I must admit I didn't see Sense and Sensibility as being the book I just couldn't bring myself to finish.  I have no aversion to stories of romance or domestic dramas.  Although not a perfect comparison with the book, I deeply adore the film adaptation of Pride and Prejudice directed by Joe Wright (starring Keira Knightley) and consider it one of my favorite films of all time.  But Sense and Sensibility, from what I remember, seemed to be so unmercifully petty and trifling I felt literally no interest in the characters and their dilemmas.  Keep in my mind, I didn't give up on Sense and Sensibility after a few days with limited effort.  I spent a few weeks trudging my way through its pettifogging story—one agonizing page after another—and got to around 150 pages and gave it up.  I've never once wanted to go back to it and finish it; although, I'm afraid my irrational need to finish every book I begin may one day force me to do so.

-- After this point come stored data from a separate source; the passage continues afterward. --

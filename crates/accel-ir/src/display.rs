//! Display implementations and text dump for debugging.

use std::fmt;

use crate::arena::Handle;
use crate::buffer::StorageScope;
use crate::expr::{BinaryOp, Callee, Expression};
use crate::func::{Module, PrimFunc};
use crate::stmt::{ForKind, Statement};

impl fmt::Display for BinaryOp {
    fn fmt(&self, f: &mut fmt::Formatter<'_>) -> fmt::Result {
        f.write_str(match self {
            Self::Add => "+",
            Self::Subtract => "-",
            Self::Multiply => "*",
            Self::Divide => "/",
            Self::FloorDivide => "//",
            Self::FloorModulo => "%",
            Self::Min => "min",
            Self::Max => "max",
            Self::Less => "<",
            Self::LessEqual => "<=",
            Self::Greater => ">",
            Self::GreaterEqual => ">=",
            Self::Equal => "==",
            Self::NotEqual => "!=",
            Self::LogicalAnd => "&&",
            Self::LogicalOr => "||",
        })
    }
}

impl fmt::Display for ForKind {
    fn fmt(&self, f: &mut fmt::Formatter<'_>) -> fmt::Result {
        f.write_str(match self {
            Self::Serial => "serial",
            Self::Parallel => "parallel",
            Self::Vectorized => "vectorized",
            Self::Unrolled => "unroll",
        })
    }
}

impl fmt::Display for StorageScope {
    fn fmt(&self, f: &mut fmt::Formatter<'_>) -> fmt::Result {
        f.write_str(match self {
            Self::Global => "global",
            Self::Shared => "shared",
            Self::Local => "local",
        })
    }
}

/// Formats one expression of `func` as inline text.
pub fn format_expr(func: &PrimFunc, handle: Handle<Expression>) -> String {
    let mut out = String::new();
    write_expr(&mut out, func, handle);
    out
}

fn write_expr(out: &mut String, func: &PrimFunc, handle: Handle<Expression>) {
    let Some(expr) = func.expressions.try_get(handle) else {
        out.push_str(&format!("<bad {handle:?}>"));
        return;
    };
    match expr {
        Expression::IntImm { value, .. } => {
            out.push_str(&format!("{value}"));
        }
        Expression::FloatImm { value, .. } => {
            out.push_str(&format!("{value:?}f"));
        }
        Expression::StringImm(s) => {
            out.push_str(&format!("{s:?}"));
        }
        Expression::Var(var) => out.push_str(&var.name),
        Expression::BufferLoad { buffer, indices } => {
            out.push_str(buffer_name(func, *buffer));
            write_index_list(out, func, indices);
        }
        Expression::Binary { op, left, right } => match op {
            BinaryOp::Min | BinaryOp::Max => {
                out.push_str(&format!("{op}("));
                write_expr(out, func, *left);
                out.push_str(", ");
                write_expr(out, func, *right);
                out.push(')');
            }
            _ => {
                out.push('(');
                write_expr(out, func, *left);
                out.push_str(&format!(" {op} "));
                write_expr(out, func, *right);
                out.push(')');
            }
        },
        Expression::Cast { dtype, value } => {
            out.push_str(&format!("{dtype}("));
            write_expr(out, func, *value);
            out.push(')');
        }
        Expression::Select {
            condition,
            accept,
            reject,
        } => {
            out.push_str("select(");
            write_expr(out, func, *condition);
            out.push_str(", ");
            write_expr(out, func, *accept);
            out.push_str(", ");
            write_expr(out, func, *reject);
            out.push(')');
        }
        Expression::Call { callee, args, .. } => {
            let prefix = match callee {
                Callee::Extern(_) => "call_extern",
                Callee::Packed(_) => "call_packed",
                Callee::Intrinsic(_) => "call",
            };
            out.push_str(&format!("{prefix}({:?}", callee.name()));
            for &arg in args {
                out.push_str(", ");
                write_expr(out, func, arg);
            }
            out.push(')');
        }
    }
}

fn write_index_list(out: &mut String, func: &PrimFunc, indices: &[Handle<Expression>]) {
    out.push('[');
    for (i, &index) in indices.iter().enumerate() {
        if i > 0 {
            out.push_str(", ");
        }
        write_expr(out, func, index);
    }
    out.push(']');
}

fn buffer_name(func: &PrimFunc, handle: Handle<crate::Buffer>) -> &str {
    func.buffers
        .try_get(handle)
        .map_or("<bad buffer>", |b| b.name.as_str())
}

fn write_stmt(out: &mut String, func: &PrimFunc, handle: Handle<Statement>, depth: usize) {
    let pad = "  ".repeat(depth);
    let Some(stmt) = func.statements.try_get(handle) else {
        out.push_str(&format!("{pad}<bad {handle:?}>\n"));
        return;
    };
    match stmt {
        Statement::For {
            var,
            min,
            extent,
            kind,
            body,
        } => {
            out.push_str(&format!("{pad}for {} in {kind}(", var.name));
            write_expr(out, func, *min);
            out.push_str(", ");
            write_expr(out, func, *extent);
            out.push_str(") {\n");
            write_stmt(out, func, *body, depth + 1);
            out.push_str(&format!("{pad}}}\n"));
        }
        Statement::Seq(stmts) => {
            for &s in stmts {
                write_stmt(out, func, s, depth);
            }
        }
        Statement::Block { name, init, body } => {
            out.push_str(&format!("{pad}block {name:?} {{\n"));
            if let Some(init) = init {
                out.push_str(&format!("{pad}  init {{\n"));
                write_stmt(out, func, *init, depth + 2);
                out.push_str(&format!("{pad}  }}\n"));
            }
            write_stmt(out, func, *body, depth + 1);
            out.push_str(&format!("{pad}}}\n"));
        }
        Statement::Store {
            buffer,
            indices,
            value,
        } => {
            out.push_str(&pad);
            out.push_str(buffer_name(func, *buffer));
            write_index_list(out, func, indices);
            out.push_str(" = ");
            write_expr(out, func, *value);
            out.push('\n');
        }
        Statement::Evaluate(expr) => {
            out.push_str(&pad);
            write_expr(out, func, *expr);
            out.push('\n');
        }
        Statement::Let { var, value, body } => {
            out.push_str(&format!("{pad}let {} = ", var.name));
            write_expr(out, func, *value);
            out.push('\n');
            write_stmt(out, func, *body, depth);
        }
        Statement::IfThenElse {
            condition,
            then_case,
            else_case,
        } => {
            out.push_str(&format!("{pad}if "));
            write_expr(out, func, *condition);
            out.push_str(" {\n");
            write_stmt(out, func, *then_case, depth + 1);
            if let Some(else_case) = else_case {
                out.push_str(&format!("{pad}}} else {{\n"));
                write_stmt(out, func, *else_case, depth + 1);
            }
            out.push_str(&format!("{pad}}}\n"));
        }
        Statement::Allocate { buffer, body } => {
            if let Some(buf) = func.buffers.try_get(*buffer) {
                out.push_str(&format!(
                    "{pad}allocate {}: {}{:?} @{}\n",
                    buf.name, buf.dtype, buf.shape, buf.scope
                ));
            }
            write_stmt(out, func, *body, depth);
        }
    }
}

/// Produces a human-readable dump of one function.
pub fn dump_function(func: &PrimFunc) -> String {
    let mut out = String::new();
    let params: Vec<_> = func.params.iter().map(|p| p.name.as_str()).collect();
    out.push_str(&format!("func {}({}) {{\n", func.name, params.join(", ")));
    for (param, buffer) in &func.buffer_map {
        if let Some(buf) = func.buffers.try_get(*buffer) {
            out.push_str(&format!(
                "  // {param} -> {}: {}{:?}\n",
                buf.name, buf.dtype, buf.shape
            ));
        }
    }
    for (key, value) in &func.attrs {
        out.push_str(&format!("  // attr {key} = {value}\n"));
    }
    write_stmt(&mut out, func, func.body, 1);
    out.push_str("}\n");
    out
}

/// Produces a human-readable dump of every function in `module`.
pub fn dump_module(module: &Module) -> String {
    module
        .functions
        .iter()
        .map(dump_function)
        .collect::<Vec<_>>()
        .join("\n")
}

Sense and Sensibility is the only Jane Austen book I have ever attempted to read.  Will I attempt to read some of her other works?  After my experience with Sense and Sensibility it's going to take quite a bit to set aside every book and give another Jane Austen story a try.  And the next time I read a Jane Austen book I probably will force myself to finish it."

Other topics of interest:
Reflections: Death Comes to Pemberly 
Reflections: Jane Austen In Scarsdale: Or Love, Death, and the SATs
Boring Books: 20,000 Leagues Under the Sea


  1. When I was in middle school (before computers) I asked my teacher how many pages I should read to give a book a fair try and she suggested fifty. Now, it's more like one to five pages before giving something the raspberry. One hundred and fifty is an honest effort. I see no benefit in finishing a book that doesn't "do it" for you. Too many books left to read, too many stories to enjoy. Move on.

  2. "They" say the most accessible of Jane Austen's novels, and the easiest to start with, is 'Northanger Abbey.' I read it, and it never bored me. But then, I found the protagonist easily relatable.